Torres responde con una tímida sonrisa de medio lado. Sabe que aún no es tiempo de soltar bendiciones, ni mucho menos de pedir paciencia ni fe. La Mamita de Asunta no pudo parar la desgracia y él, aunque piensa que la patrona debió hacer algo más, no puede confesar su decepción celestial.
Pisco sigue siendo un pueblo sin alma. Y eso lo sabe bien la competencia de Torres. Ya no sólo hay brasileños que estafan con sus agüitas del mar muerto o Testigos de Jehová vociferando sobre las cualidades demoníacas del baile y las minifaldas. Israelítas del Quinto Pacto Universal (sí, esos que aún esperan que Ezequiel Ataucusi resucite), mormones y cristianos de iglesias ininteligibles han desempacado su fe y su dinero en Pisco.
“Business son business”, dicen que dicen.
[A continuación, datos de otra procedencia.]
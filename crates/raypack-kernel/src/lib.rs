#![warn(missing_docs)]

//! Hybrid packet/single-ray traversal of 4-wide triangle hierarchies.
//!
//! A [`RayPacket`] of [`PACKET_WIDTH`] rays walks a [`Bvh4`] together as long
//! as enough lanes stay interested in the same subtrees. When the count of
//! interested lanes drops to the configured threshold, the remaining lanes
//! finish on their own through single-ray traversal. Results are identical
//! to tracing every ray alone.
//!
//! # Architecture
//!
//! - [`Intersector`] - closest-hit and occlusion queries for packets and rays
//! - [`Bvh4`] / [`Hierarchy`] - read-only hierarchy, validated on creation
//! - [`raw`] - packed hierarchy layout for external builders
//! - [`Geometry`] / [`GeometryLookup`] - per-geometry filter callbacks
//! - [`TraversalSettings`] - switch threshold and culling options
//! - [`TraversalStats`] - work counters
//!
//! # Example
//!
//! ```ignore
//! use raypack_kernel::{Bvh4, Intersector, LaneMask, Ray, RayPacket};
//!
//! let bvh = Bvh4::from_raw(&nodes, &triangles, root)?;
//! let isect = Intersector::unfiltered(&bvh)?;
//!
//! let (mut packet, valid) = RayPacket::from_rays(&rays);
//! isect.intersect(valid, &mut packet);
//! ```

pub mod error;
mod filter;
mod intersector;
mod lanes;
mod node;
mod packet;
pub mod raw;
mod ray;
mod settings;
mod single;
mod slab;
mod stack;
mod stats;
mod triangle;

pub use error::{KernelError, Result};
pub use filter::{FilterDecision, Geometry, GeometryLookup, NoFilters};
pub use intersector::Intersector;
pub use lanes::{LaneIter, LaneMask, Lanes, Vec3Lanes, PACKET_WIDTH};
pub use node::{Bvh4, Bvh4Node, Hierarchy, NodeRef, Triangle, MAX_DEPTH, MAX_LEAF_PRIMITIVES};
pub use ray::{HitLanes, Ray, RayHit, RayPacket, INVALID_ID, OCCLUDED_ID};
pub use settings::TraversalSettings;
pub use stats::TraversalStats;
pub use triangle::HitCandidate;

pub use raypack_math::{Aabb3, Vec3};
Pero Torres no cae en ese juego. Su vicio no sabe de cuentas corrientes ni merchandising religioso. Sus armas son la biblia y la esperanza. La quimera de que la Mamita no permita que se repita la historia, de que el sacudón haya servido para alejar a los pisqueños de las noches de putas, a sus jóvenes de las pandillas y a las madres del chismoseo y la envidia impune. Por los siglos de los siglos, Amen.